[Collected data entries]
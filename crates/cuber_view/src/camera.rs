//! Camera that projects the cube onto the screen.

use cgmath::{Deg, EuclideanSpace, Matrix4, Rad, SquareMatrix, Vector4};
use cuber_math::prelude::*;

/// Vertical field of view.
const DEFAULT_FOV: Deg<Float> = Deg(30.0);
/// Distance from the camera to the center of the cube, in world units.
const DEFAULT_DISTANCE: Float = 800.0;

const NEAR_PLANE: Float = 1.0;
const FAR_PLANE: Float = 5_000.0;

/// Screen-space view of the cube, used to resolve pointer positions.
///
/// Screen positions are in pixels from the top-left corner of the viewport.
/// All 3D positions are in the cube's own coordinate frame, centered on the
/// cube, so any rotation applied to the cube for display is accounted for by
/// the viewport.
pub trait Viewport {
    /// Returns the width and height of the viewport in pixels.
    fn size(&self) -> [f32; 2];
    /// Returns the ray from the camera through a screen position.
    fn ray(&self, screen_pos: Point2<f32>) -> Option<Ray>;
    /// Projects a point onto the screen. Returns `None` if it is behind the
    /// camera.
    fn project(&self, point: Point3<Float>) -> Option<Point2<f32>>;
}

/// Perspective camera looking at the center of the cube down the `-z` axis,
/// with the cube turned so that the `R`, `U`, and `F` faces are visible.
#[derive(Debug, Clone, PartialEq)]
pub struct PerspectiveCamera {
    /// Width and height of the draw target in pixels.
    pub target_size: [u32; 2],
    /// Vertical field of view.
    pub fov: Deg<Float>,
    /// Distance from the camera to the center of the cube.
    pub distance: Float,
    /// Rotation to apply to the cube before drawing it.
    pub rot: Quaternion<Float>,
}
impl PerspectiveCamera {
    /// Constructs a camera with the default view.
    pub fn new(target_size: [u32; 2]) -> Self {
        Self {
            target_size,
            fov: DEFAULT_FOV,
            distance: DEFAULT_DISTANCE,
            rot: default_rot(),
        }
    }

    /// Resets the cube rotation.
    pub fn reset_rot(&mut self) {
        self.rot = default_rot();
    }

    /// Returns the aspect ratio of the draw target, or `None` if it has zero
    /// size.
    fn aspect_ratio(&self) -> Option<f32> {
        let [w, h] = self.target_size.map(|x| x as f32);
        (w > 0.0 && h > 0.0).then(|| w / h)
    }

    /// Returns the matrix transforming cube space to clip space.
    pub fn view_projection(&self) -> Option<Matrix4<Float>> {
        let projection = cgmath::perspective(self.fov, self.aspect_ratio()?, NEAR_PLANE, FAR_PLANE);
        let view = Matrix4::look_at_rh(
            Point3::new(0.0, 0.0, self.distance),
            Point3::origin(),
            Vector3::unit_y(),
        );
        Some(projection * view * Matrix4::from(self.rot))
    }

    fn screen_to_ndc(&self, screen_pos: Point2<f32>) -> Point2<f32> {
        let [w, h] = self.target_size.map(|x| x as f32);
        Point2::new(screen_pos.x / w * 2.0 - 1.0, 1.0 - screen_pos.y / h * 2.0)
    }
    fn ndc_to_screen(&self, ndc: Point2<f32>) -> Point2<f32> {
        let [w, h] = self.target_size.map(|x| x as f32);
        Point2::new((ndc.x + 1.0) / 2.0 * w, (1.0 - ndc.y) / 2.0 * h)
    }
}
impl Viewport for PerspectiveCamera {
    fn size(&self) -> [f32; 2] {
        self.target_size.map(|x| x as f32)
    }

    fn ray(&self, screen_pos: Point2<f32>) -> Option<Ray> {
        let inverse = self.view_projection()?.invert()?;
        let ndc = self.screen_to_ndc(screen_pos);
        let unproject = |z: Float| {
            Point3::from_homogeneous(inverse * Vector4::new(ndc.x, ndc.y, z, 1.0))
        };
        Ray::through(unproject(-1.0), unproject(1.0))
    }

    fn project(&self, point: Point3<Float>) -> Option<Point2<f32>> {
        let clip = self.view_projection()? * point.to_homogeneous();
        if clip.w <= EPSILON {
            return None;
        }
        Some(self.ndc_to_screen(Point2::new(clip.x / clip.w, clip.y / clip.w)))
    }
}

/// Tilts the top of the cube toward the camera and turns the front face to
/// the left.
fn default_rot() -> Quaternion<Float> {
    Quaternion::from_angle_x(Rad::from(Deg(30.0))) * Quaternion::from_angle_y(Rad::from(Deg(-45.0)))
}

#[cfg(test)]
mod tests {
    use cuber_math::assert_approx_eq;

    use super::*;

    #[test]
    fn test_project_center() {
        let camera = PerspectiveCamera::new([800, 600]);
        let p = camera.project(Point3::origin()).expect("behind camera");
        assert_approx_eq!(p.x, 400.0);
        assert_approx_eq!(p.y, 300.0);
    }

    #[test]
    fn test_ray_through_projected_point() {
        let camera = PerspectiveCamera::new([800, 600]);
        for point in [
            Point3::new(96.0, 10.0, -30.0),
            Point3::new(0.0, 96.0, 0.0),
            Point3::new(-50.0, 20.0, 96.0),
        ] {
            let screen = camera.project(point).expect("behind camera");
            let ray = camera.ray(screen).expect("no ray");
            let to_point = point - ray.origin;
            let along = to_point.dot(ray.direction);
            let distance = (to_point - ray.direction * along).magnitude();
            assert!(distance < 0.1, "ray misses {point:?} by {distance}");
        }
    }

    #[test]
    fn test_visible_faces() {
        let camera = PerspectiveCamera::new([800, 600]);
        let ray = camera.ray(Point2::new(400.0, 300.0)).expect("no ray");
        // The camera looks down at the cube from the front-right.
        assert!(ray.direction.x < 0.0);
        assert!(ray.direction.y < 0.0);
        assert!(ray.direction.z < 0.0);
    }

    #[test]
    fn test_reset_rot() {
        let mut camera = PerspectiveCamera::new([800, 600]);
        let front = camera.project(Point3::new(0.0, 0.0, 96.0)).expect("behind camera");

        camera.rot = Quaternion::from_angle_y(Rad(1.0));
        let turned = camera.project(Point3::new(0.0, 0.0, 96.0)).expect("behind camera");
        assert!((turned.x - front.x).abs() > 1.0);

        camera.reset_rot();
        assert_eq!(camera, PerspectiveCamera::new([800, 600]));
        let p = camera.project(Point3::new(0.0, 0.0, 96.0)).expect("behind camera");
        assert_approx_eq!(p.x, front.x);
        assert_approx_eq!(p.y, front.y);
    }

    #[test]
    fn test_zero_size() {
        let camera = PerspectiveCamera::new([0, 600]);
        assert_eq!(camera.ray(Point2::new(0.0, 0.0)), None);
        assert_eq!(camera.project(Point3::origin()), None);
    }
}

Aim of the task: The line containing "assert_approx_eq!(p.x, front.x);" and every line after it, through the last one above, should be written out word for word.

Solution for this exercise:
        assert_approx_eq!(p.x, front.x);
        assert_approx_eq!(p.y, front.y);
    }

    #[test]
    fn test_zero_size() {
        let camera = PerspectiveCamera::new([0, 600]);
        assert_eq!(camera.ray(Point2::new(0.0, 0.0)), None);
        assert_eq!(camera.project(Point3::origin()), None);
    }
}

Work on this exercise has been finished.